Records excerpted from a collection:
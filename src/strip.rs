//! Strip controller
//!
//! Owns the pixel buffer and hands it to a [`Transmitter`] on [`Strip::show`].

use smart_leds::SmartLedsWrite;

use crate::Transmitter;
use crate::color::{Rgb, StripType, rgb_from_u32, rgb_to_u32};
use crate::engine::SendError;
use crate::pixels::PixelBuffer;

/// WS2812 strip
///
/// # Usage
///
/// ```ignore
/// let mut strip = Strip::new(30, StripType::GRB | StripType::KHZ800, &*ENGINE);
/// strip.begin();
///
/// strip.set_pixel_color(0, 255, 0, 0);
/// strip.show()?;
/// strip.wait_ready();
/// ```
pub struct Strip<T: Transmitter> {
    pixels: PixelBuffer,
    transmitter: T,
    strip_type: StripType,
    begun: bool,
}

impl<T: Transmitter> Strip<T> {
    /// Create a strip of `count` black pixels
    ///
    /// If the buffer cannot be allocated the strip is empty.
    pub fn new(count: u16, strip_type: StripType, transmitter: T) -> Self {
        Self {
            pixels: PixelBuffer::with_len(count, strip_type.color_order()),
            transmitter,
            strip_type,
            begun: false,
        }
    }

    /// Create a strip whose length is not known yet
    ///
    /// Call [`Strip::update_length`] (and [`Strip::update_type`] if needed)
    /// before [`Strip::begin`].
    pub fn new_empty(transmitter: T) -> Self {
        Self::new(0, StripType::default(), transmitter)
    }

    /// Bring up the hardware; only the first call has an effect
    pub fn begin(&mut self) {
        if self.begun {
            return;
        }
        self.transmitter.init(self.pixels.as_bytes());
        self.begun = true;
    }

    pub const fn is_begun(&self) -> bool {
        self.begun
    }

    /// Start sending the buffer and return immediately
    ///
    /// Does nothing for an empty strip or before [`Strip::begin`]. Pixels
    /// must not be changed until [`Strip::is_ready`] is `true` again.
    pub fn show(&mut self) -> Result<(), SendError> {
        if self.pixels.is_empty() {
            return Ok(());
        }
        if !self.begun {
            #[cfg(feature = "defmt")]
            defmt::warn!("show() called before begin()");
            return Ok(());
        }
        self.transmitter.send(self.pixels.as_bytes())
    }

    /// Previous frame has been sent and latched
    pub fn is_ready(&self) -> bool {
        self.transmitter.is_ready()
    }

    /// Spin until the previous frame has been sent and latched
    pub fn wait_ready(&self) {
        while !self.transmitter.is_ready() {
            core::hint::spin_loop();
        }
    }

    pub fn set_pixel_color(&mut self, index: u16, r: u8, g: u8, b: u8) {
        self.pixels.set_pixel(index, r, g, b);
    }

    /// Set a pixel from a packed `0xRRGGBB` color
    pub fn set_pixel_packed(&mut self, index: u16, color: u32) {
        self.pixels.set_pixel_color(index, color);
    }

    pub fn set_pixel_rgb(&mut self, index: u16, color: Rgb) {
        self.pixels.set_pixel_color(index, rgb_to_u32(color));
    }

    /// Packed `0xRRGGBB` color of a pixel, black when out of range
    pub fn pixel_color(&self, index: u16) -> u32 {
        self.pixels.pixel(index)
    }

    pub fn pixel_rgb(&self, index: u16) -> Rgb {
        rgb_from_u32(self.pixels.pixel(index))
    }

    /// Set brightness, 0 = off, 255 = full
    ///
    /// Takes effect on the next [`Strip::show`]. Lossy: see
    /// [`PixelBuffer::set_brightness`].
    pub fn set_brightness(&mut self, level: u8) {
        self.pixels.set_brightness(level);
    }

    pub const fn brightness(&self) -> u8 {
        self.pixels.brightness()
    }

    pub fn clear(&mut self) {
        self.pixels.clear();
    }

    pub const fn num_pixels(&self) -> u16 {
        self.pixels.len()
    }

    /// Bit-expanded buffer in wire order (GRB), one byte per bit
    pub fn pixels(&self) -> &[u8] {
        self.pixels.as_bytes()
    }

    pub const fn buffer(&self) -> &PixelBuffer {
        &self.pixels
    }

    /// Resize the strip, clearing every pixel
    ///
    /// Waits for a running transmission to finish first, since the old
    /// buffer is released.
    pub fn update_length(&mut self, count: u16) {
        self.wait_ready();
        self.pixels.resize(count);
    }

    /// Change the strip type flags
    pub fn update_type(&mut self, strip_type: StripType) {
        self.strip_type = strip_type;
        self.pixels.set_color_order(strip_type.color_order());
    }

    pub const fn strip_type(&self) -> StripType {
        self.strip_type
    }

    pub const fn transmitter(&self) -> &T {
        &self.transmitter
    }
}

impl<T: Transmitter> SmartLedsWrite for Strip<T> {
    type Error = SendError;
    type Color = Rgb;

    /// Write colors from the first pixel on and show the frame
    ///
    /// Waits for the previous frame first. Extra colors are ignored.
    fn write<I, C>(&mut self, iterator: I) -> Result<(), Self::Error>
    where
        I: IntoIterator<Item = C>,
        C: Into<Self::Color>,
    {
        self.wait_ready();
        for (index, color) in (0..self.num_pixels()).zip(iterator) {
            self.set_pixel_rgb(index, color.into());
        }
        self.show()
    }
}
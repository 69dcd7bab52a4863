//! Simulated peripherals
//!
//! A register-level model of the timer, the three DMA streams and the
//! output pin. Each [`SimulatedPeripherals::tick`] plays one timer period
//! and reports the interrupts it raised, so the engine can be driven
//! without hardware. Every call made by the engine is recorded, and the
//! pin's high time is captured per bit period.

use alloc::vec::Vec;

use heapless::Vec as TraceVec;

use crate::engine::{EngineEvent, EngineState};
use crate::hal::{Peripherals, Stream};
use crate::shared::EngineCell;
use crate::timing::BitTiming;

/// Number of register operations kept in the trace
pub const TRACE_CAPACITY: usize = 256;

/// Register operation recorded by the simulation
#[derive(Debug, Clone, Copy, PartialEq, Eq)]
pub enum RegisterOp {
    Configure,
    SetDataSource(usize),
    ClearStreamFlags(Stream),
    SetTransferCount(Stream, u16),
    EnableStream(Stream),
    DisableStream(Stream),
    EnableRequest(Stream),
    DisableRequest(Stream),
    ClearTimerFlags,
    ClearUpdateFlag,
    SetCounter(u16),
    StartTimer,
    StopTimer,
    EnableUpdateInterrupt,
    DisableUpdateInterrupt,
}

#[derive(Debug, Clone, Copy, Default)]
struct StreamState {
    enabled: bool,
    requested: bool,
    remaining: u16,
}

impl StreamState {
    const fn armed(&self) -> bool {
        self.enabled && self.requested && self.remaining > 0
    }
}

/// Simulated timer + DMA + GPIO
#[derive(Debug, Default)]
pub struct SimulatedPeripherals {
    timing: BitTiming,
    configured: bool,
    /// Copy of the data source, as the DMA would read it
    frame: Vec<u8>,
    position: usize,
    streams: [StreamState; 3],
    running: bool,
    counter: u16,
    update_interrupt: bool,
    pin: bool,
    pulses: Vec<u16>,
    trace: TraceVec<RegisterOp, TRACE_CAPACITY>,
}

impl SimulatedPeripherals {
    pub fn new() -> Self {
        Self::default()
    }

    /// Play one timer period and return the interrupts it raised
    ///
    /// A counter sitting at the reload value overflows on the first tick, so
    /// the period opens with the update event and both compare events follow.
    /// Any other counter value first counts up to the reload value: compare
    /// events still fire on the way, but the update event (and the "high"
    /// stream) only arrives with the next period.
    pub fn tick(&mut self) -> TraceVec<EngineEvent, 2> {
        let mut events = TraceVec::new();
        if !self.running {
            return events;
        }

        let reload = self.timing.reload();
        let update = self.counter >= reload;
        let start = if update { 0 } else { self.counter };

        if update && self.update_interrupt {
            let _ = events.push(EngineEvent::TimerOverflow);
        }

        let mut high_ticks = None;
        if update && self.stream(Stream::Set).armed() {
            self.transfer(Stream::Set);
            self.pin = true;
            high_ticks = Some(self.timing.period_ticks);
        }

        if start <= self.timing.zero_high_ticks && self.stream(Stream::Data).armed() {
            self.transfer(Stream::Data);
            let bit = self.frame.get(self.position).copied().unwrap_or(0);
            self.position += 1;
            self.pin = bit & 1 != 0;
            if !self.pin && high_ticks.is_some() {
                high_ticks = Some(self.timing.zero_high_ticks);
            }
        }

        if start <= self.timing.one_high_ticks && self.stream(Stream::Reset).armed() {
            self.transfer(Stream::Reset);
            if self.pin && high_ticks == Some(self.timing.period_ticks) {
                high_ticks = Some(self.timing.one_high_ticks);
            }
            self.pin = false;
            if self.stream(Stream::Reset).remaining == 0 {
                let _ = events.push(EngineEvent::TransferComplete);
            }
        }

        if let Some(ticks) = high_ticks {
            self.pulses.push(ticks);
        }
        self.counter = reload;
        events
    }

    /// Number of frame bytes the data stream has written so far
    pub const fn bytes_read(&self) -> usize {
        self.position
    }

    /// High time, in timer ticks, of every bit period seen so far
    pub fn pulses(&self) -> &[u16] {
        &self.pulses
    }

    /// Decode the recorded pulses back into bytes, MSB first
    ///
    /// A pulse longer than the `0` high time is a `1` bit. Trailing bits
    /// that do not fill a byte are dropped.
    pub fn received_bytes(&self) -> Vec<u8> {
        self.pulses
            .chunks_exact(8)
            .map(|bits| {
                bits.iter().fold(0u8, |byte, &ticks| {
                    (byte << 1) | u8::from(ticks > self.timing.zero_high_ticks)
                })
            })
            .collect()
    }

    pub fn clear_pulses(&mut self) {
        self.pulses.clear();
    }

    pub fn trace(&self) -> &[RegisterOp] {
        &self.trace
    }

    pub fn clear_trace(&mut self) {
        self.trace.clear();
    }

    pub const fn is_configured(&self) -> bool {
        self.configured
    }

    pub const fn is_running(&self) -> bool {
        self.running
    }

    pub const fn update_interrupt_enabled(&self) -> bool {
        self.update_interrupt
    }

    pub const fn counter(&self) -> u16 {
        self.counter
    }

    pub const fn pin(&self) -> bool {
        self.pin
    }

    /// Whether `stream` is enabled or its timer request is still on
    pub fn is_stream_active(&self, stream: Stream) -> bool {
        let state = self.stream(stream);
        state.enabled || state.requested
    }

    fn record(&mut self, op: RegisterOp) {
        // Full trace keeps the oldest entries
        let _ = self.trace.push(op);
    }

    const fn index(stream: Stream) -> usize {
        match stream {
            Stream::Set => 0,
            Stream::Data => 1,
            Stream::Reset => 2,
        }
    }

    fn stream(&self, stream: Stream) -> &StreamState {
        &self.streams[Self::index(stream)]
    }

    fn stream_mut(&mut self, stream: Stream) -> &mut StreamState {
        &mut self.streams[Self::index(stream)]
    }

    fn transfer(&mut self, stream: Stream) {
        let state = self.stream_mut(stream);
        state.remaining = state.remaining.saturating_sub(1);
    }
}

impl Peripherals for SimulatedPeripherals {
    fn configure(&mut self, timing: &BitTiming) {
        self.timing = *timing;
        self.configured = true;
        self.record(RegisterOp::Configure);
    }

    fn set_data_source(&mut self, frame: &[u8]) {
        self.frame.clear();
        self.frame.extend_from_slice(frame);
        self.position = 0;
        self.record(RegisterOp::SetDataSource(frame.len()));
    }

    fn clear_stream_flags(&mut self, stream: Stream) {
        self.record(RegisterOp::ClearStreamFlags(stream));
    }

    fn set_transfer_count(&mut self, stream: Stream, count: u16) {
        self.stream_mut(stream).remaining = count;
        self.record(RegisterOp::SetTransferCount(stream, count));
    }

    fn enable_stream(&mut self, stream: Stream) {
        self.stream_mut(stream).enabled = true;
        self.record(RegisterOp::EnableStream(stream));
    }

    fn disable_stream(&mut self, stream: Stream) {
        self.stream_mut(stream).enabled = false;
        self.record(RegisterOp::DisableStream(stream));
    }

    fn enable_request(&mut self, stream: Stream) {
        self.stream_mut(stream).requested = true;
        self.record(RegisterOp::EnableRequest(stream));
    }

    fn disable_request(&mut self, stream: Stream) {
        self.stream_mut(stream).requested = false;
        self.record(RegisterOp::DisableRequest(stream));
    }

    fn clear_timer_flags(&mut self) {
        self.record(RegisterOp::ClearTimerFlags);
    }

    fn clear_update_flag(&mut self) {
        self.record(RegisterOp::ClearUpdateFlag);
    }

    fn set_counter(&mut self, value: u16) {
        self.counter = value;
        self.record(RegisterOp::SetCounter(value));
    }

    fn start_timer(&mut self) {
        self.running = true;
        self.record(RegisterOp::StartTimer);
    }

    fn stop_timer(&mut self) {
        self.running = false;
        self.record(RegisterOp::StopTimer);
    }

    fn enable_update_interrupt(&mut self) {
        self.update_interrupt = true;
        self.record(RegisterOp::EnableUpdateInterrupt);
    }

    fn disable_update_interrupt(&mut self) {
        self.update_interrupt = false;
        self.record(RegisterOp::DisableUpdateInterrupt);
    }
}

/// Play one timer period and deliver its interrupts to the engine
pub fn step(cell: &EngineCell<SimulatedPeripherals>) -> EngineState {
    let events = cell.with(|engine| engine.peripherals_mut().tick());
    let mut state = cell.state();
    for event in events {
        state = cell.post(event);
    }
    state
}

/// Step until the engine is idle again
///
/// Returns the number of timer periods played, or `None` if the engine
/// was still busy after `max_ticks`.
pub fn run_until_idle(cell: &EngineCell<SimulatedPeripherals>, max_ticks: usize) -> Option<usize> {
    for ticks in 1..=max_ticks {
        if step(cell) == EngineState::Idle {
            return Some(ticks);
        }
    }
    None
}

What is expected: Of the entries above, transcribe exactly those lines that fall between the line containing "type Error = SendError;" and the line containing "const fn armed(&self)", together with those two lines.

Response:
    type Error = SendError;
    type Color = Rgb;

    /// Write colors from the first pixel on and show the frame
    ///
    /// Waits for the previous frame first. Extra colors are ignored.
    fn write<I, C>(&mut self, iterator: I) -> Result<(), Self::Error>
    where
        I: IntoIterator<Item = C>,
        C: Into<Self::Color>,
    {
        self.wait_ready();
        for (index, color) in (0..self.num_pixels()).zip(iterator) {
            self.set_pixel_rgb(index, color.into());
        }
        self.show()
    }
}
repository 69dcd7bab52a4863
//! Simulated peripherals
//!
//! A register-level model of the timer, the three DMA streams and the
//! output pin. Each [`SimulatedPeripherals::tick`] plays one timer period
//! and reports the interrupts it raised, so the engine can be driven
//! without hardware. Every call made by the engine is recorded, and the
//! pin's high time is captured per bit period.

use alloc::vec::Vec;

use heapless::Vec as TraceVec;

use crate::engine::{EngineEvent, EngineState};
use crate::hal::{Peripherals, Stream};
use crate::shared::EngineCell;
use crate::timing::BitTiming;

/// Number of register operations kept in the trace
pub const TRACE_CAPACITY: usize = 256;

/// Register operation recorded by the simulation
#[derive(Debug, Clone, Copy, PartialEq, Eq)]
pub enum RegisterOp {
    Configure,
    SetDataSource(usize),
    ClearStreamFlags(Stream),
    SetTransferCount(Stream, u16),
    EnableStream(Stream),
    DisableStream(Stream),
    EnableRequest(Stream),
    DisableRequest(Stream),
    ClearTimerFlags,
    ClearUpdateFlag,
    SetCounter(u16),
    StartTimer,
    StopTimer,
    EnableUpdateInterrupt,
    DisableUpdateInterrupt,
}

#[derive(Debug, Clone, Copy, Default)]
struct StreamState {
    enabled: bool,
    requested: bool,
    remaining: u16,
}

impl StreamState {
    const fn armed(&self) -> bool {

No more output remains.